EXERCISE INSTRUCTIONS — Beneath this line is the data. Output exactly the lines from the line with "filename crates/core/src/element.rs" to the line with "pub fn to_json(&self)", both ends included, and nothing more.
Segment Start: SOURCE MATERIAL
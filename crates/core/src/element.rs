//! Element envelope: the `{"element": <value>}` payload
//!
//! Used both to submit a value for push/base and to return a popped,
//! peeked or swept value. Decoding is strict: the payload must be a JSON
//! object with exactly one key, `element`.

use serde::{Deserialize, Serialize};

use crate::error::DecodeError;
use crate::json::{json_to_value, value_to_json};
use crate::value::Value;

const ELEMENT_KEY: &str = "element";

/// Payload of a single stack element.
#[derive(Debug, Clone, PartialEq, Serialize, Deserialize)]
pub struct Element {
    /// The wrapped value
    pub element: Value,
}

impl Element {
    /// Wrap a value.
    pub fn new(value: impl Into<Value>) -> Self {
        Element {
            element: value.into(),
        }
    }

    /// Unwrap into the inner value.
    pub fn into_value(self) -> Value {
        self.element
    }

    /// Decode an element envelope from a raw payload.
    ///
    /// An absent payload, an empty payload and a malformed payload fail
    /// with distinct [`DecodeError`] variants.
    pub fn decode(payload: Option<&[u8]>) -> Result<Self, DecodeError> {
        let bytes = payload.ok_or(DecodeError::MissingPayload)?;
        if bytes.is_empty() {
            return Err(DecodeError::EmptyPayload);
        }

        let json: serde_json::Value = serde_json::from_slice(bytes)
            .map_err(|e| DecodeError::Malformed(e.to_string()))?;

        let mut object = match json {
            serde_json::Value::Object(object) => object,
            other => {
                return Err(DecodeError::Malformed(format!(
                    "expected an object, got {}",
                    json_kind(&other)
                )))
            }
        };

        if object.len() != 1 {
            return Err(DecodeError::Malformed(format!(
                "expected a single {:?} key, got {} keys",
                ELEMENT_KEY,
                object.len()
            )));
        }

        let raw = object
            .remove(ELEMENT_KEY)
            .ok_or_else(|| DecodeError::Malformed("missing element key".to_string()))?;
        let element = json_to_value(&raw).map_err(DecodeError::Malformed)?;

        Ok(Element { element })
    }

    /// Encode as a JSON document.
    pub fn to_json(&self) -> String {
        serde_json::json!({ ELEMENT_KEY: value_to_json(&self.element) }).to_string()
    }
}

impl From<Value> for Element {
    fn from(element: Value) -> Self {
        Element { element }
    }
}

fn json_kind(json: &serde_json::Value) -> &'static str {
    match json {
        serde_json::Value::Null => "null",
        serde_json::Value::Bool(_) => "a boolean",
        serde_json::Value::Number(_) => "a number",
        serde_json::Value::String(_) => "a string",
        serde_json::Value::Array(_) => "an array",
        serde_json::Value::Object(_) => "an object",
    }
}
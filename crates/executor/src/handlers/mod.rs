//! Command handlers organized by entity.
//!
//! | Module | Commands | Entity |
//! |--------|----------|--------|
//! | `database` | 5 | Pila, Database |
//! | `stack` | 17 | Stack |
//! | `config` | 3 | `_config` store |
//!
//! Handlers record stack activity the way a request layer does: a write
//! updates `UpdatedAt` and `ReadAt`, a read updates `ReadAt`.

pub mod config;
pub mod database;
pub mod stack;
Segment End: SOURCE MATERIAL
Segment Start: SOURCE MATERIAL
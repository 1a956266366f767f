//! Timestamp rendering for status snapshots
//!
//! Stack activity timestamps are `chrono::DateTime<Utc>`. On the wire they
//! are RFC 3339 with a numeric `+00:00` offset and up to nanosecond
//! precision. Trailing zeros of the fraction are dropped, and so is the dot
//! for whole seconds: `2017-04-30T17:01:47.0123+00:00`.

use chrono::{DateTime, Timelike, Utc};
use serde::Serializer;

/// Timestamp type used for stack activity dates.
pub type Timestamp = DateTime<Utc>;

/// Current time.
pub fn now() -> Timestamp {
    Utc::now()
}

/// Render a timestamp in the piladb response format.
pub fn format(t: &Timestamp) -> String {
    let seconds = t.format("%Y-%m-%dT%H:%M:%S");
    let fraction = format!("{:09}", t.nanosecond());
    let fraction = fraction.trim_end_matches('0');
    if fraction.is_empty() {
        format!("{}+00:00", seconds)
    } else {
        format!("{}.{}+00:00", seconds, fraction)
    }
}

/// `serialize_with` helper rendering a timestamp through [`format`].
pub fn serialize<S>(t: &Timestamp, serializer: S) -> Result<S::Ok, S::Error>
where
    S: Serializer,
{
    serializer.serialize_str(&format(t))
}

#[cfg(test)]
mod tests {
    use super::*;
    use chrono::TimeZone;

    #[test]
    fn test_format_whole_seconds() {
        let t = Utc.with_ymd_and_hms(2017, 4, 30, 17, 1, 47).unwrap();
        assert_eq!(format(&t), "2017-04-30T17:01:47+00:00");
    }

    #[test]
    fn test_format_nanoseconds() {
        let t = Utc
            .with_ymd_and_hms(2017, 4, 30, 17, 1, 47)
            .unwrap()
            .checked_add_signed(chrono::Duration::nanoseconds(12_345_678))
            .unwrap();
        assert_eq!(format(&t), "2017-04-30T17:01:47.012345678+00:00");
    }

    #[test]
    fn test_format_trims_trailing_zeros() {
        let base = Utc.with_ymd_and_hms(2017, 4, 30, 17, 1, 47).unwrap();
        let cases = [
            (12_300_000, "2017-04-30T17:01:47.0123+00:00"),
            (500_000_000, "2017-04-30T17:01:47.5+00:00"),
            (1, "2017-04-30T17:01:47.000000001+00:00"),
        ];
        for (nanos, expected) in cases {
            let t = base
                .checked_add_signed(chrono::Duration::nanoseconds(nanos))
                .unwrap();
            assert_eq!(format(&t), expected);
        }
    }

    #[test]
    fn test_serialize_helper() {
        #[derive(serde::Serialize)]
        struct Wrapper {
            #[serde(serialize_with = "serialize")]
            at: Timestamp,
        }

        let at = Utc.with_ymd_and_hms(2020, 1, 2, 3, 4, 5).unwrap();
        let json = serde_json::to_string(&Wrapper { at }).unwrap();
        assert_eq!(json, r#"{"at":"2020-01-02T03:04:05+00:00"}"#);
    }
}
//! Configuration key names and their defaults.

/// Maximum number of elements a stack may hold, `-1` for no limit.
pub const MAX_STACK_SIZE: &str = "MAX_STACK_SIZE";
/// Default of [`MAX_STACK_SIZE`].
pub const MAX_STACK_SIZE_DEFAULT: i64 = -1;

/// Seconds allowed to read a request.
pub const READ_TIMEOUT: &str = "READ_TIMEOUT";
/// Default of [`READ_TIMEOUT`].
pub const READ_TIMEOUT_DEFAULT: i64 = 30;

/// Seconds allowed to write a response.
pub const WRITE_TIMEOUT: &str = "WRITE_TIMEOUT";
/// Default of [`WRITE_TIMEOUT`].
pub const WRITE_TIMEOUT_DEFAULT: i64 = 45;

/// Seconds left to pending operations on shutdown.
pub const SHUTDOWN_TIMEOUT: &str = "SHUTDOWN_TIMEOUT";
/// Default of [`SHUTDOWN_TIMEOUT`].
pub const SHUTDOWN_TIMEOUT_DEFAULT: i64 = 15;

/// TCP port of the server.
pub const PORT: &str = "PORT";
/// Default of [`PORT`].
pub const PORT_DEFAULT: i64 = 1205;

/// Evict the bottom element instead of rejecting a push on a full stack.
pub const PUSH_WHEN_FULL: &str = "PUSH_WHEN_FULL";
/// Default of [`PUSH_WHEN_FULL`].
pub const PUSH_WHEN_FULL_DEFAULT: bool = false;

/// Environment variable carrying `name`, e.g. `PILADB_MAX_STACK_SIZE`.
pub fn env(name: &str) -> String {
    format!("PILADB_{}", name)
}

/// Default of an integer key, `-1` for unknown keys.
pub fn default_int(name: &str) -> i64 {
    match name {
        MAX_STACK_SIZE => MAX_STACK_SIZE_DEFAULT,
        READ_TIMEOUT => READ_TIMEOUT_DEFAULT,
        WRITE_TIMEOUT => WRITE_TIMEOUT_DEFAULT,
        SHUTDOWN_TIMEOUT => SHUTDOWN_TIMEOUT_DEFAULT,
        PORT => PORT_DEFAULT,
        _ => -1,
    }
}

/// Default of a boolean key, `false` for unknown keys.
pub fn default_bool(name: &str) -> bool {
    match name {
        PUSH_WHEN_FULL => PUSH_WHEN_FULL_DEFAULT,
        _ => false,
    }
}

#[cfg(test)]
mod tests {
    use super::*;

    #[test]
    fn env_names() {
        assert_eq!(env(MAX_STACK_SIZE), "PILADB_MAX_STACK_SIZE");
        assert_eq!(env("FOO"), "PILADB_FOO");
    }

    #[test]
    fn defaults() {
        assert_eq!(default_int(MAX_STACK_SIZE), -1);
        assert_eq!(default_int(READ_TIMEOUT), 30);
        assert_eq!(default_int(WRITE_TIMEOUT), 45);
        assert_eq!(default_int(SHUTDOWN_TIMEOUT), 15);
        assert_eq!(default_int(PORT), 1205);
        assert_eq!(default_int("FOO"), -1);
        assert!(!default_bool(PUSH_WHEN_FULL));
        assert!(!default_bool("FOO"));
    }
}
Segment End: SOURCE MATERIAL
Segment Start: SOURCE MATERIAL
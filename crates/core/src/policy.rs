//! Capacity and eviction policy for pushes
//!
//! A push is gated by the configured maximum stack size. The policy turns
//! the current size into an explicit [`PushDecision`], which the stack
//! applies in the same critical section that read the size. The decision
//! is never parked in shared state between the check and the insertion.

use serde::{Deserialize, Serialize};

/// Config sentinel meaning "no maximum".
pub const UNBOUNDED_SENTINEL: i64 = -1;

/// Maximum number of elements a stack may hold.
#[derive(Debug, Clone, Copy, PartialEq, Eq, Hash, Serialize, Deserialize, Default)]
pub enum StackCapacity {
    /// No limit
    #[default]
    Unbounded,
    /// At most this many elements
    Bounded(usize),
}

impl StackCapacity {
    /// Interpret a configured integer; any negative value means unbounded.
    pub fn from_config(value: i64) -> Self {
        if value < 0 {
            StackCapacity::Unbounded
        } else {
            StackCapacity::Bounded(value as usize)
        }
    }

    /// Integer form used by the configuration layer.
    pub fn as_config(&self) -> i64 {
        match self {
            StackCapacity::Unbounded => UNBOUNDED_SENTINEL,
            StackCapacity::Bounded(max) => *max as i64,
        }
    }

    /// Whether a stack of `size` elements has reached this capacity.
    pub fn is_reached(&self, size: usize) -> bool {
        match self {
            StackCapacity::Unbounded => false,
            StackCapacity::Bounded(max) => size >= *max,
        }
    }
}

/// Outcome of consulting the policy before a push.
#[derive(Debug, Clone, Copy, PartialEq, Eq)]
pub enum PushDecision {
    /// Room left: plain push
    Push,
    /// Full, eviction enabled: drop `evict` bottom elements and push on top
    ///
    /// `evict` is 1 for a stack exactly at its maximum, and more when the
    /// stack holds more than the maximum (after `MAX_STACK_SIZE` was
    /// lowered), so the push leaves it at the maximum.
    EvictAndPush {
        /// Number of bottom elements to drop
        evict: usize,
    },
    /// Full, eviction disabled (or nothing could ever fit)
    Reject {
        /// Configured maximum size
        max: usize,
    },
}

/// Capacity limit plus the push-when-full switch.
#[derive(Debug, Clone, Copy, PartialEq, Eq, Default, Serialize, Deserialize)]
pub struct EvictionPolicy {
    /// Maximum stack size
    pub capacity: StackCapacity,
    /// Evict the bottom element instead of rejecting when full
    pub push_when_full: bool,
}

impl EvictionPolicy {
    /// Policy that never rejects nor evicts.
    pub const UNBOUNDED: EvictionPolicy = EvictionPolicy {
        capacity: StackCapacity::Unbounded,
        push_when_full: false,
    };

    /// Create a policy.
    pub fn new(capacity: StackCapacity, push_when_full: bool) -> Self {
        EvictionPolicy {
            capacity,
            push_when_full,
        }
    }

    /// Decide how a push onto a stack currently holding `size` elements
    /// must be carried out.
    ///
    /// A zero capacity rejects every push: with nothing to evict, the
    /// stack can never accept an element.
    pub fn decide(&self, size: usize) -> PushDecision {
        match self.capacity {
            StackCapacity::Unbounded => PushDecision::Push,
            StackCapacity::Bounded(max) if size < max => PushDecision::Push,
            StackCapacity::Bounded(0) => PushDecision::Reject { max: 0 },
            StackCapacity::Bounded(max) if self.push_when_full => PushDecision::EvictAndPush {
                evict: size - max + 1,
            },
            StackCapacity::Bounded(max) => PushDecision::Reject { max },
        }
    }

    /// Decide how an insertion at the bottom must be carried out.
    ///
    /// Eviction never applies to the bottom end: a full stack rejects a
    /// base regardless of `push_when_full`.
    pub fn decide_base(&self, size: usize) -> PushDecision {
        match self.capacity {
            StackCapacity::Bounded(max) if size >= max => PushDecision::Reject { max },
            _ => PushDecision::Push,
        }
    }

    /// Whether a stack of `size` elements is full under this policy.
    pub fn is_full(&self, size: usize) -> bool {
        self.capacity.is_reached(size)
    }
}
Segment End: SOURCE MATERIAL
RESPONSE —
filename crates/core/src/element.rs
//! Element envelope: the `{"element": <value>}` payload
//!
//! Used both to submit a value for push/base and to return a popped,
//! peeked or swept value. Decoding is strict: the payload must be a JSON
//! object with exactly one key, `element`.

use serde::{Deserialize, Serialize};

use crate::error::DecodeError;
use crate::json::{json_to_value, value_to_json};
use crate::value::Value;

const ELEMENT_KEY: &str = "element";

/// Payload of a single stack element.
#[derive(Debug, Clone, PartialEq, Serialize, Deserialize)]
pub struct Element {
    /// The wrapped value
    pub element: Value,
}

impl Element {
    /// Wrap a value.
    pub fn new(value: impl Into<Value>) -> Self {
        Element {
            element: value.into(),
        }
    }

    /// Unwrap into the inner value.
    pub fn into_value(self) -> Value {
        self.element
    }

    /// Decode an element envelope from a raw payload.
    ///
    /// An absent payload, an empty payload and a malformed payload fail
    /// with distinct [`DecodeError`] variants.
    pub fn decode(payload: Option<&[u8]>) -> Result<Self, DecodeError> {
        let bytes = payload.ok_or(DecodeError::MissingPayload)?;
        if bytes.is_empty() {
            return Err(DecodeError::EmptyPayload);
        }

        let json: serde_json::Value = serde_json::from_slice(bytes)
            .map_err(|e| DecodeError::Malformed(e.to_string()))?;

        let mut object = match json {
            serde_json::Value::Object(object) => object,
            other => {
                return Err(DecodeError::Malformed(format!(
                    "expected an object, got {}",
                    json_kind(&other)
                )))
            }
        };

        if object.len() != 1 {
            return Err(DecodeError::Malformed(format!(
                "expected a single {:?} key, got {} keys",
                ELEMENT_KEY,
                object.len()
            )));
        }

        let raw = object
            .remove(ELEMENT_KEY)
            .ok_or_else(|| DecodeError::Malformed("missing element key".to_string()))?;
        let element = json_to_value(&raw).map_err(DecodeError::Malformed)?;

        Ok(Element { element })
    }

    /// Encode as a JSON document.
    pub fn to_json(&self) -> String {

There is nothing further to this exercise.